LAVORO: MONS. FORTE (CHIETI), APPELLO PER "SOLUZIONI ALTERNATIVE" PER 500 LAVORATORI CHE RISCHIANO IL POSTO

Un appello ai responsabili dell’azienda affinché "facciano di tutto per trovare soluzioni alternative alla crisi" e salvare così il posto di lavoro dei 500 operai dichiarati "in esubero" dalla "Denso Manufacturing Italia", nello stabilimento di San Salvo. A rivolgerlo è mons.

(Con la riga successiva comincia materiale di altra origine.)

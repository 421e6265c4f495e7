use std::collections::{BTreeMap, BTreeSet};
use std::sync::Arc;
use std::time::Duration;

use rust_decimal::Decimal;
use tracing::{debug, instrument};

use crate::error::StoreError;
use crate::logger::warn_if_slow;
use crate::quotes::model::StockValue;
use crate::quotes::repository::StockValueRepository;
use crate::trade::model::TickerSymbol;

/// Price lookups for the read-service layer.
///
/// Malformed symbols can never have trades, so they resolve to "absent"
/// without touching storage instead of failing the whole request.
pub struct StockValueService {
    repo: Arc<dyn StockValueRepository>,
}

impl StockValueService {
    pub fn new(repo: Arc<dyn StockValueRepository>) -> Self {
        Self { repo }
    }

    /// `GetLatestPrice`.
    #[instrument(skip(self))]
    pub async fn get_latest_price(&self, symbol: &str) -> Result<Option<Decimal>, StoreError> {
        let Ok(symbol) = TickerSymbol::parse(symbol) else {
            debug!("malformed symbol; no price");
            return Ok(None);
        };

        let value = warn_if_slow("db_latest_by_symbol", Duration::from_millis(50), async {
            self.repo.latest_by_symbol(&symbol).await
        })
        .await?;

        Ok(value.map(|v| v.price))
    }

    /// `GetLatestPrices`. Duplicate and malformed symbols are dropped.
    #[instrument(skip(self, symbols), fields(requested = symbols.len()))]
    pub async fn get_latest_prices<S: AsRef<str>>(
        &self,
        symbols: &[S],
    ) -> Result<BTreeMap<String, Decimal>, StoreError> {
        let wanted: BTreeSet<TickerSymbol> = symbols
            .iter()
            .filter_map(|s| TickerSymbol::parse(s.as_ref()).ok())
            .collect();

        if wanted.is_empty() {
            debug!("no well-formed symbols requested");
            return Ok(BTreeMap::new());
        }

        let wanted: Vec<TickerSymbol> = wanted.into_iter().collect();
        let values = warn_if_slow("db_latest_by_symbols", Duration::from_millis(100), async {
            self.repo.latest_by_symbols(&wanted).await
        })
        .await?;

        Ok(into_price_map(values))
    }

    /// `GetAllLatestPrices`.
    #[instrument(skip(self))]
    pub async fn get_all_latest_prices(&self) -> Result<BTreeMap<String, Decimal>, StoreError> {
        let values = warn_if_slow("db_latest_all", Duration::from_millis(200), async {
            self.repo.latest_all().await
        })
        .await?;

        Ok(into_price_map(values))
    }
}

fn into_price_map(values: Vec<StockValue>) -> BTreeMap<String, Decimal> {
    values
        .into_iter()
        .map(|v| (v.ticker_symbol, v.price))
        .collect()
}
mod init;
mod macros;
mod trace_id;

pub use init::init_logger;
pub use macros::{child_span, root_span};
pub use trace_id::TraceId;
//! Trade Ingestion Coordinator.
//!
//! Entry point for `SubmitTrade`. Validates the command, then drives the
//! repository's atomic attempt inside a bounded retry loop. This is the only
//! layer that decides between retrying and surfacing a storage failure:
//!
//! - `StoreError::Conflict` (lock contention) is retried with linear backoff
//!   until `max_attempts` is reached.
//! - any other `StoreError` is surfaced immediately.
//!
//! Every attempt is a fresh transaction, so a failed or cancelled attempt
//! leaves nothing behind. Submissions are not idempotent: each successful
//! call appends a new ledger entry.

use std::sync::Arc;
use std::time::Duration;

use common::logger::{TraceId, child_span, root_span};
use tracing::{Instrument, error, info, instrument, warn};

use crate::error::{StoreError, TradeError};
use crate::logger::annotate_span;
use crate::trade::model::{LedgerEntry, RecordedTrade, TickerSymbol, TradeCommand, ValidTrade};
use crate::trade::repository::TradeRepository;

#[derive(Clone, Copy, Debug, PartialEq, Eq)]
pub struct RetryPolicy {
    max_attempts: u32,
    backoff: Duration,
}

impl RetryPolicy {
    /// `max_attempts` is clamped to at least one.
    pub fn new(max_attempts: u32, backoff: Duration) -> Self {
        Self {
            max_attempts: max_attempts.max(1),
            backoff,
        }
    }

    pub fn max_attempts(&self) -> u32 {
        self.max_attempts
    }

    /// Sleep before attempt `attempt + 1`.
    pub fn delay_for(&self, attempt: u32) -> Duration {
        self.backoff.saturating_mul(attempt)
    }
}

impl Default for RetryPolicy {
    fn default() -> Self {
        Self::new(5, Duration::from_millis(20))
    }
}

pub struct TradeCoordinator {
    repo: Arc<dyn TradeRepository>,
    policy: RetryPolicy,
}

impl TradeCoordinator {
    pub fn new(repo: Arc<dyn TradeRepository>, policy: RetryPolicy) -> Self {
        Self { repo, policy }
    }

    /// `SubmitTrade`: validate, then record atomically.
    pub async fn submit_trade(&self, cmd: &TradeCommand) -> Result<RecordedTrade, TradeError> {
        let trade = cmd.validate().inspect_err(|e| {
            warn!(error = %e, ticker = %cmd.ticker_symbol, "trade rejected by validation");
        })?;

        self.submit_valid(&trade).await
    }

    /// Records an already-validated trade.
    pub async fn submit_valid(&self, trade: &ValidTrade) -> Result<RecordedTrade, TradeError> {
        let trace_id = TraceId::default();
        let span = root_span("submit_trade", &trace_id);

        async {
            annotate_span(trade.symbol.as_str(), trade.broker_id.get());
            self.record_with_retry(trade).await
        }
        .instrument(span)
        .await
    }

    async fn record_with_retry(&self, trade: &ValidTrade) -> Result<RecordedTrade, TradeError> {
        let mut attempt = 0;

        loop {
            attempt += 1;

            let outcome = self
                .repo
                .record_trade(trade)
                .instrument(child_span("record_attempt"))
                .await;

            match outcome {
                Ok(recorded) => {
                    info!(
                        trade_id = %recorded.trade_id,
                        attempt,
                        index = ?recorded.index,
                        "trade recorded"
                    );
                    return Ok(recorded);
                }
                Err(StoreError::Conflict(reason)) if attempt < self.policy.max_attempts => {
                    let delay = self.policy.delay_for(attempt);
                    warn!(
                        attempt,
                        max_attempts = self.policy.max_attempts,
                        delay_ms = delay.as_millis() as u64,
                        %reason,
                        "write conflict; retrying submission"
                    );
                    tokio::time::sleep(delay).await;
                }
                Err(source) => {
                    error!(attempt, error = %source, "trade submission failed");
                    return Err(TradeError::Storage {
                        attempts: attempt,
                        source,
                    });
                }
            }
        }
    }

    #[instrument(skip(self), fields(ticker = %symbol))]
    pub async fn recent_trades(
        &self,
        symbol: &TickerSymbol,
        limit: u32,
    ) -> Result<Vec<LedgerEntry>, StoreError> {
        self.repo.recent_trades(symbol, limit).await
    }
}
//! Latest-Value Index: one pointer per ticker to its current ledger entry.
//!
//! `update_if_newer` is a compare-and-swap executed inside the caller's write
//! transaction. The transaction holds the database write lock from its first
//! statement, so the read of the current pointer, the stamp comparison and the
//! write cannot interleave with another submission. The `UPDATE` still guards
//! on the previously read trade id; a miss is reported as a conflict rather
//! than silently overwriting a newer pointer.

use sqlx::SqliteConnection;
use tracing::debug;

use super::{ledger, parse_trade_id};
use crate::error::StoreError;
use crate::trade::model::{TickerId, TradeId, TradeStamp};

#[derive(Clone, Copy, Debug, PartialEq, Eq)]
pub enum IndexOutcome {
    /// First trade for the ticker; a pointer was created.
    Inserted,
    /// The candidate was strictly newer and replaced `previous`.
    Replaced { previous: TradeId },
    /// `current` is at least as new as the candidate; nothing was written.
    Unchanged { current: TradeId },
}

impl IndexOutcome {
    pub fn is_current(&self) -> bool {
        !matches!(self, IndexOutcome::Unchanged { .. })
    }
}

pub async fn update_if_newer(
    conn: &mut SqliteConnection,
    ticker_id: TickerId,
    trade_id: TradeId,
    stamp: &TradeStamp,
) -> Result<IndexOutcome, StoreError> {
    let current: Option<String> =
        sqlx::query_scalar("SELECT trade_id FROM latest_values WHERE ticker_id = ?;")
            .bind(ticker_id.0)
            .fetch_optional(&mut *conn)
            .await?;

    let Some(current) = current else {
        let inserted = sqlx::query(
            r#"
INSERT INTO latest_values (ticker_id, trade_id) VALUES (?, ?)
ON CONFLICT(ticker_id) DO NOTHING;
"#,
        )
        .bind(ticker_id.0)
        .bind(trade_id.to_string())
        .execute(&mut *conn)
        .await?;

        if inserted.rows_affected() == 0 {
            return Err(StoreError::Conflict(format!(
                "latest value for ticker {ticker_id} appeared concurrently"
            )));
        }

        debug!(ticker_id = ticker_id.0, %trade_id, "latest value created");
        return Ok(IndexOutcome::Inserted);
    };

    let current_id = parse_trade_id(&current)?;
    let current_stamp = ledger::fetch_stamp(&mut *conn, &current_id)
        .await?
        .ok_or_else(|| {
            StoreError::Corrupt(format!(
                "latest value for ticker {ticker_id} references missing trade {current_id}"
            ))
        })?;

    if *stamp <= current_stamp {
        debug!(
            ticker_id = ticker_id.0,
            %trade_id,
            current = %current_id,
            "candidate not newer; latest value kept"
        );
        return Ok(IndexOutcome::Unchanged {
            current: current_id,
        });
    }

    let updated = sqlx::query(
        r#"
UPDATE latest_values
SET trade_id = ?
WHERE ticker_id = ? AND trade_id = ?;
"#,
    )
    .bind(trade_id.to_string())
    .bind(ticker_id.0)
    .bind(&current)
    .execute(&mut *conn)
    .await?;

    if updated.rows_affected() == 0 {
        return Err(StoreError::Conflict(format!(
            "latest value for ticker {ticker_id} moved during compare-and-swap"
        )));
    }

    debug!(ticker_id = ticker_id.0, %trade_id, previous = %current_id, "latest value replaced");
    Ok(IndexOutcome::Replaced {
        previous: current_id,
    })
}

/// Trade id the index currently points at.
#[cfg(test)]
async fn current(
    conn: &mut SqliteConnection,
    ticker_id: TickerId,
) -> Result<Option<TradeId>, StoreError> {
    let current: Option<String> =
        sqlx::query_scalar("SELECT trade_id FROM latest_values WHERE ticker_id = ?;")
            .bind(ticker_id.0)
            .fetch_optional(&mut *conn)
            .await?;

    current.as_deref().map(parse_trade_id).transpose()
}

#[cfg(test)]
mod tests {
    use chrono::{DateTime, Duration, Utc};
    use parking_lot::Mutex;
    use rust_decimal::Decimal;

    use super::*;
    use crate::db::Db;
    use crate::store::registrar;
    use crate::time::Clock;
    use crate::trade::model::{BrokerId, TickerSymbol};

    /// Hands out pre-set readings in order.
    struct ScriptedClock(Mutex<Vec<DateTime<Utc>>>);

    impl Clock for ScriptedClock {
        fn now(&self) -> DateTime<Utc> {
            self.0.lock().remove(0)
        }
    }

    async fn setup() -> (Db, TickerId, BrokerId) {
        let db = Db::in_memory().await.unwrap();
        db.migrate().await.unwrap();

        let mut conn = db.pool.acquire().await.unwrap();
        let ticker = registrar::ensure_ticker(&mut conn, &TickerSymbol::parse("ABCD").unwrap())
            .await
            .unwrap();
        let broker = registrar::ensure_broker(&mut conn, BrokerId::new(1).unwrap())
            .await
            .unwrap();
        drop(conn);

        (db, ticker, broker)
    }

    #[tokio::test]
    async fn first_trade_creates_pointer() {
        let (db, ticker, broker) = setup().await;
        let mut conn = db.pool.acquire().await.unwrap();
        let clock = ScriptedClock(Mutex::new(vec![Utc::now()]));

        let t = ledger::append(&mut conn, &clock, broker, ticker, Decimal::ONE, Decimal::ONE)
            .await
            .unwrap();
        let outcome = update_if_newer(&mut conn, ticker, t.trade_id, &t.stamp)
            .await
            .unwrap();

        assert_eq!(outcome, IndexOutcome::Inserted);
        assert_eq!(current(&mut conn, ticker).await.unwrap(), Some(t.trade_id));
    }

    #[tokio::test]
    async fn newer_trade_replaces_pointer() {
        let (db, ticker, broker) = setup().await;
        let mut conn = db.pool.acquire().await.unwrap();
        let t0 = Utc::now();
        let clock = ScriptedClock(Mutex::new(vec![t0, t0 + Duration::milliseconds(5)]));

        let old = ledger::append(&mut conn, &clock, broker, ticker, Decimal::ONE, Decimal::ONE)
            .await
            .unwrap();
        update_if_newer(&mut conn, ticker, old.trade_id, &old.stamp)
            .await
            .unwrap();

        let new = ledger::append(&mut conn, &clock, broker, ticker, Decimal::TWO, Decimal::ONE)
            .await
            .unwrap();
        let outcome = update_if_newer(&mut conn, ticker, new.trade_id, &new.stamp)
            .await
            .unwrap();

        assert_eq!(
            outcome,
            IndexOutcome::Replaced {
                previous: old.trade_id
            }
        );
        assert_eq!(current(&mut conn, ticker).await.unwrap(), Some(new.trade_id));
    }

    #[tokio::test]
    async fn older_candidate_leaves_pointer_untouched() {
        let (db, ticker, broker) = setup().await;
        let mut conn = db.pool.acquire().await.unwrap();
        let t0 = Utc::now();
        let clock = ScriptedClock(Mutex::new(vec![t0, t0 + Duration::seconds(1)]));

        let older = ledger::append(&mut conn, &clock, broker, ticker, Decimal::ONE, Decimal::ONE)
            .await
            .unwrap();
        let newer = ledger::append(&mut conn, &clock, broker, ticker, Decimal::TWO, Decimal::ONE)
            .await
            .unwrap();

        // The newer trade reaches the index first.
        update_if_newer(&mut conn, ticker, newer.trade_id, &newer.stamp)
            .await
            .unwrap();
        let outcome = update_if_newer(&mut conn, ticker, older.trade_id, &older.stamp)
            .await
            .unwrap();

        assert_eq!(
            outcome,
            IndexOutcome::Unchanged {
                current: newer.trade_id
            }
        );
        assert!(!outcome.is_current());
        assert_eq!(current(&mut conn, ticker).await.unwrap(), Some(newer.trade_id));
    }

    #[tokio::test]
    async fn equal_stamp_does_not_replace() {
        let (db, ticker, broker) = setup().await;
        let mut conn = db.pool.acquire().await.unwrap();
        let clock = ScriptedClock(Mutex::new(vec![Utc::now()]));

        let t = ledger::append(&mut conn, &clock, broker, ticker, Decimal::ONE, Decimal::ONE)
            .await
            .unwrap();
        update_if_newer(&mut conn, ticker, t.trade_id, &t.stamp)
            .await
            .unwrap();

        let again = update_if_newer(&mut conn, ticker, t.trade_id, &t.stamp)
            .await
            .unwrap();
        assert_eq!(again, IndexOutcome::Unchanged { current: t.trade_id });
    }

    #[tokio::test]
    async fn dangling_pointer_is_reported_as_corruption() {
        let (db, ticker, broker) = setup().await;
        let mut conn = db.pool.acquire().await.unwrap();
        let clock = ScriptedClock(Mutex::new(vec![Utc::now()]));

        let t = ledger::append(&mut conn, &clock, broker, ticker, Decimal::ONE, Decimal::ONE)
            .await
            .unwrap();

        // Foreign keys are on; point at a trade id that does not exist by
        // disabling them for this connection only.
        sqlx::query("PRAGMA foreign_keys = OFF;")
            .execute(&mut *conn)
            .await
            .unwrap();
        sqlx::query("INSERT INTO latest_values (ticker_id, trade_id) VALUES (?, ?)")
            .bind(ticker.0)
            .bind(uuid::Uuid::new_v4().to_string())
            .execute(&mut *conn)
            .await
            .unwrap();

        let err = update_if_newer(&mut conn, ticker, t.trade_id, &t.stamp)
            .await
            .unwrap_err();
        assert!(matches!(err, StoreError::Corrupt(_)));
    }
}
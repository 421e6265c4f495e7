pub mod cli;

use std::sync::Arc;

use anyhow::Context;
use clap::Parser;

use tradebook::config::AppConfig;
use tradebook::db::Db;
use tradebook::quotes::repository_sqlx::SqlxStockValueRepository;
use tradebook::trade::repository_sqlx::SqlxTradeRepository;
use tradebook::{StockValueService, TickerSymbol, TradeCoordinator};

use cli::{Cli, Command, to_trade_command};

#[tokio::main]
async fn main() -> anyhow::Result<()> {
    common::logger::init_logger("tradebook-cli");

    let cli = Cli::parse();

    let mut cfg = AppConfig::from_env();
    if let Some(url) = cli.database_url {
        cfg.database_url = url;
    }

    let db = Db::connect(&cfg).await?;
    db.migrate().await.context("schema migration failed")?;

    let coordinator = TradeCoordinator::new(
        Arc::new(SqlxTradeRepository::new(db.pool.clone())),
        cfg.retry_policy(),
    );
    let quotes = StockValueService::new(Arc::new(SqlxStockValueRepository::new(db.pool.clone())));

    match cli.command {
        Command::Submit {
            broker_id,
            ticker,
            shares,
            price,
        } => {
            let recorded = coordinator
                .submit_trade(&to_trade_command(broker_id, &ticker, shares, price))
                .await?;

            tracing::info!(trade_id = %recorded.trade_id, "submitted");
            println!("{}", recorded.trade_id);
        }

        Command::Price { symbol } => match quotes.get_latest_price(&symbol).await? {
            Some(price) => println!("{price}"),
            None => anyhow::bail!("no trades recorded for {symbol}"),
        },

        Command::Prices { symbols } => {
            let prices = quotes.get_latest_prices(&symbols).await?;
            println!("{}", serde_json::to_string_pretty(&prices)?);
        }

        Command::All => {
            let prices = quotes.get_all_latest_prices().await?;
            println!("{}", serde_json::to_string_pretty(&prices)?);
        }

        Command::Trades { symbol, limit } => {
            let symbol = TickerSymbol::parse(&symbol)?;
            let entries = coordinator.recent_trades(&symbol, limit).await?;
            println!("{}", serde_json::to_string_pretty(&entries)?);
        }
    }

    Ok(())
}
//! Ledger Store: the append-only trade log.
//!
//! Rows are inserted once and never updated or deleted. The store stamps
//! each row with the clock reading (microsecond resolution) and a strictly
//! increasing `seq`, which is what makes `TradeStamp` a total order.
//!
//! `created_at` never goes backwards: a reading older than the newest stored
//! stamp is raised to it, and `seq` then orders the two. Callers append inside
//! a write transaction, so stamp order is commit order even if the host clock
//! steps back.

use chrono::{DateTime, Utc};
use rust_decimal::Decimal;
use sqlx::sqlite::SqliteRow;
use sqlx::{Row, SqliteConnection};
use tracing::{debug, warn};
use uuid::Uuid;

use super::{parse_decimal, parse_trade_id};
use crate::error::StoreError;
use crate::time::Clock;
use crate::trade::model::{BrokerId, LedgerEntry, TickerId, TickerSymbol, TradeId, TradeStamp};

/// Identity the ledger assigned to a freshly appended trade.
#[derive(Clone, Copy, Debug, PartialEq, Eq)]
pub struct AppendedTrade {
    pub trade_id: TradeId,
    pub stamp: TradeStamp,
}

pub async fn append(
    conn: &mut SqliteConnection,
    clock: &dyn Clock,
    broker_id: BrokerId,
    ticker_id: TickerId,
    price: Decimal,
    quantity: Decimal,
) -> Result<AppendedTrade, StoreError> {
    let trade_id = Uuid::new_v4();
    let reading = truncate_to_micros(clock.now())?;
    let created_at = match newest_stamp_micros(&mut *conn).await? {
        Some(newest) if newest > reading.timestamp_micros() => {
            warn!(
                reading_us = reading.timestamp_micros(),
                newest_us = newest,
                "clock behind ledger; holding stamp at newest entry"
            );
            micros_to_utc(newest)?
        }
        _ => reading,
    };

    let seq: i64 = sqlx::query_scalar(
        r#"
INSERT INTO trades (trade_id, broker_id, ticker_id, price, number_of_shares, created_at_us)
VALUES (?, ?, ?, ?, ?, ?)
RETURNING seq;
"#,
    )
    .bind(trade_id.to_string())
    .bind(broker_id.get())
    .bind(ticker_id.0)
    .bind(price.to_string())
    .bind(quantity.to_string())
    .bind(created_at.timestamp_micros())
    .fetch_one(&mut *conn)
    .await?;

    debug!(%trade_id, seq, ticker_id = ticker_id.0, "ledger append");

    Ok(AppendedTrade {
        trade_id,
        stamp: TradeStamp { created_at, seq },
    })
}

async fn newest_stamp_micros(conn: &mut SqliteConnection) -> Result<Option<i64>, StoreError> {
    let newest: Option<i64> = sqlx::query_scalar("SELECT MAX(created_at_us) FROM trades;")
        .fetch_one(&mut *conn)
        .await?;
    Ok(newest)
}

/// Ordering key of an existing trade, `None` if the id is unknown.
pub async fn fetch_stamp(
    conn: &mut SqliteConnection,
    trade_id: &TradeId,
) -> Result<Option<TradeStamp>, StoreError> {
    let row = sqlx::query("SELECT created_at_us, seq FROM trades WHERE trade_id = ?;")
        .bind(trade_id.to_string())
        .fetch_optional(&mut *conn)
        .await?;

    match row {
        Some(r) => Ok(Some(TradeStamp {
            created_at: micros_to_utc(r.try_get("created_at_us")?)?,
            seq: r.try_get("seq")?,
        })),
        None => Ok(None),
    }
}

/// Most recent trades for a symbol, newest first.
pub async fn entries_for_symbol(
    conn: &mut SqliteConnection,
    symbol: &TickerSymbol,
    limit: u32,
) -> Result<Vec<LedgerEntry>, StoreError> {
    let rows = sqlx::query(
        r#"
SELECT
  tr.trade_id, tr.seq, tr.broker_id, tk.ticker_symbol,
  tr.price, tr.number_of_shares, tr.created_at_us
FROM trades tr
JOIN tickers tk ON tk.ticker_id = tr.ticker_id
WHERE tk.ticker_symbol = ?
ORDER BY tr.created_at_us DESC, tr.seq DESC
LIMIT ?;
"#,
    )
    .bind(symbol.as_str())
    .bind(i64::from(limit))
    .fetch_all(&mut *conn)
    .await?;

    rows.iter().map(row_to_entry).collect()
}

/* =========================
Row mapping + conversions
========================= */

fn row_to_entry(r: &SqliteRow) -> Result<LedgerEntry, StoreError> {
    let trade_id: String = r.try_get("trade_id")?;
    let price: String = r.try_get("price")?;
    let shares: String = r.try_get("number_of_shares")?;

    Ok(LedgerEntry {
        trade_id: parse_trade_id(&trade_id)?,
        seq: r.try_get("seq")?,
        broker_id: r.try_get("broker_id")?,
        ticker_symbol: r.try_get("ticker_symbol")?,
        price: parse_decimal("price", &price)?,
        number_of_shares: parse_decimal("number_of_shares", &shares)?,
        created_at: micros_to_utc(r.try_get("created_at_us")?)?,
    })
}

fn truncate_to_micros(t: DateTime<Utc>) -> Result<DateTime<Utc>, StoreError> {
    micros_to_utc(t.timestamp_micros())
}

fn micros_to_utc(us: i64) -> Result<DateTime<Utc>, StoreError> {
    DateTime::from_timestamp_micros(us)
        .ok_or_else(|| StoreError::Corrupt(format!("timestamp out of range: {us}us")))
}

#[cfg(test)]
mod tests {
    use super::*;
    use crate::db::Db;
    use crate::store::registrar;
    use crate::time::SystemClock;

    struct FixedClock(DateTime<Utc>);

    impl Clock for FixedClock {
        fn now(&self) -> DateTime<Utc> {
            self.0
        }
    }

    async fn setup() -> (Db, TickerId, BrokerId) {
        let db = Db::in_memory().await.unwrap();
        db.migrate().await.unwrap();

        let mut conn = db.pool.acquire().await.unwrap();
        let ticker = registrar::ensure_ticker(&mut conn, &TickerSymbol::parse("ABCD").unwrap())
            .await
            .unwrap();
        let broker = registrar::ensure_broker(&mut conn, BrokerId::new(1).unwrap())
            .await
            .unwrap();
        drop(conn);

        (db, ticker, broker)
    }

    #[tokio::test]
    async fn identical_clock_readings_are_ordered_by_seq() {
        let (db, ticker, broker) = setup().await;
        let mut conn = db.pool.acquire().await.unwrap();
        let clock = FixedClock(Utc::now());

        let a = append(&mut conn, &clock, broker, ticker, Decimal::ONE, Decimal::ONE)
            .await
            .unwrap();
        let b = append(&mut conn, &clock, broker, ticker, Decimal::TWO, Decimal::ONE)
            .await
            .unwrap();

        assert_eq!(a.stamp.created_at, b.stamp.created_at);
        assert!(b.stamp > a.stamp);
        assert_ne!(a.trade_id, b.trade_id);
    }

    #[tokio::test]
    async fn clock_stepping_back_still_stamps_later_append_newer() {
        let (db, ticker, broker) = setup().await;
        let mut conn = db.pool.acquire().await.unwrap();
        let t = Utc::now();

        let a = append(&mut conn, &FixedClock(t), broker, ticker, Decimal::ONE, Decimal::ONE)
            .await
            .unwrap();
        let behind = FixedClock(t - chrono::Duration::seconds(2));
        let b = append(&mut conn, &behind, broker, ticker, Decimal::TWO, Decimal::ONE)
            .await
            .unwrap();

        assert!(b.stamp > a.stamp);
        assert_eq!(b.stamp.created_at, a.stamp.created_at);

        let stored = fetch_stamp(&mut conn, &b.trade_id).await.unwrap().unwrap();
        assert_eq!(stored, b.stamp);
    }

    #[tokio::test]
    async fn clock_ahead_of_ledger_is_used_as_is() {
        let (db, ticker, broker) = setup().await;
        let mut conn = db.pool.acquire().await.unwrap();
        let t = truncate_to_micros(Utc::now()).unwrap();

        let a = append(&mut conn, &FixedClock(t), broker, ticker, Decimal::ONE, Decimal::ONE)
            .await
            .unwrap();
        let later = t + chrono::Duration::milliseconds(3);
        let b = append(&mut conn, &FixedClock(later), broker, ticker, Decimal::TWO, Decimal::ONE)
            .await
            .unwrap();

        assert_eq!(a.stamp.created_at, t);
        assert_eq!(b.stamp.created_at, later);
    }

    #[tokio::test]
    async fn stored_stamp_matches_returned_stamp() {
        let (db, ticker, broker) = setup().await;
        let mut conn = db.pool.acquire().await.unwrap();

        let appended = append(
            &mut conn,
            &SystemClock,
            broker,
            ticker,
            Decimal::new(500, 2),
            Decimal::TEN,
        )
        .await
        .unwrap();

        let stamp = fetch_stamp(&mut conn, &appended.trade_id)
            .await
            .unwrap()
            .unwrap();
        assert_eq!(stamp, appended.stamp);
    }

    #[tokio::test]
    async fn fetch_stamp_of_unknown_trade_is_none() {
        let (db, _, _) = setup().await;
        let mut conn = db.pool.acquire().await.unwrap();

        assert!(fetch_stamp(&mut conn, &Uuid::new_v4()).await.unwrap().is_none());
    }

    #[tokio::test]
    async fn entries_keep_full_decimal_precision() {
        let (db, ticker, broker) = setup().await;
        let mut conn = db.pool.acquire().await.unwrap();
        let price = Decimal::from_str_exact("123.456789012345678").unwrap();
        let shares = Decimal::from_str_exact("0.0001").unwrap();

        append(&mut conn, &SystemClock, broker, ticker, price, shares)
            .await
            .unwrap();

        let entries = entries_for_symbol(&mut conn, &TickerSymbol::parse("ABCD").unwrap(), 10)
            .await
            .unwrap();
        assert_eq!(entries.len(), 1);
        assert_eq!(entries[0].price, price);
        assert_eq!(entries[0].number_of_shares, shares);
        assert_eq!(entries[0].broker_id, 1);
    }

    #[tokio::test]
    async fn entries_are_newest_first_and_limited() {
        let (db, ticker, broker) = setup().await;
        let mut conn = db.pool.acquire().await.unwrap();

        let mut ids = Vec::new();
        for p in 1..=3 {
            let t = append(&mut conn, &SystemClock, broker, ticker, Decimal::from(p), Decimal::ONE)
                .await
                .unwrap();
            ids.push(t.trade_id);
        }

        let entries = entries_for_symbol(&mut conn, &TickerSymbol::parse("ABCD").unwrap(), 2)
            .await
            .unwrap();
        assert_eq!(entries.len(), 2);
        assert_eq!(entries[0].trade_id, ids[2]);
        assert_eq!(entries[1].trade_id, ids[1]);
    }
}
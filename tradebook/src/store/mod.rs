//! Store-side building blocks of a trade submission.
//!
//! Each function takes the connection of an already-open write transaction
//! and performs one step: registrar lookups, the ledger append, or the
//! latest-value compare-and-swap. None of them begin, commit or retry; the
//! caller owns the unit of work. Errors are propagated as-is.

pub mod index;
pub mod ledger;
pub mod registrar;

use rust_decimal::Decimal;
use std::str::FromStr;
use uuid::Uuid;

use crate::error::StoreError;

/* =========================
Column conversions
========================= */

pub(crate) fn parse_trade_id(raw: &str) -> Result<Uuid, StoreError> {
    Uuid::parse_str(raw).map_err(|e| StoreError::Corrupt(format!("invalid trade_id {raw:?}: {e}")))
}

pub(crate) fn parse_decimal(column: &str, raw: &str) -> Result<Decimal, StoreError> {
    Decimal::from_str(raw)
        .map_err(|e| StoreError::Corrupt(format!("invalid decimal in {column} {raw:?}: {e}")))
}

Bruno Forte, arcivescovo di Chieti-Vasto, che invita l’azienda citata a "superare la tentazione di ricorrere a una logica unicamente finalizzata al profitto a favore di una visione d’insieme che cerchi ogni collaborazione e si apra a ogni confronto costruttivo e a ogni possibilità positiva per non negare il futuro a chi ne ha diritto, i lavoratori e le loro famiglie". A proposito dello stabilimento di San Salvo, il presule invita a tener conto "del carattere strategico del sito, della crescita del mercato proprio nel campo di produzione della Denso, della qualità dei nostri operai e della volontà comune manifestata dai sindacati e dagli organismi politici e istituzionali del Paese per giungere a soluzioni condivise". Nella notte di Natale in cattedrale, mons. Forte aveva invitato i fedeli alla "solidarietà" con i 500 lavoratori a rischio e con le loro famiglie, e martedì scorso, 10 gennaio, ha incontrato i rappresentanti dei lavoratori.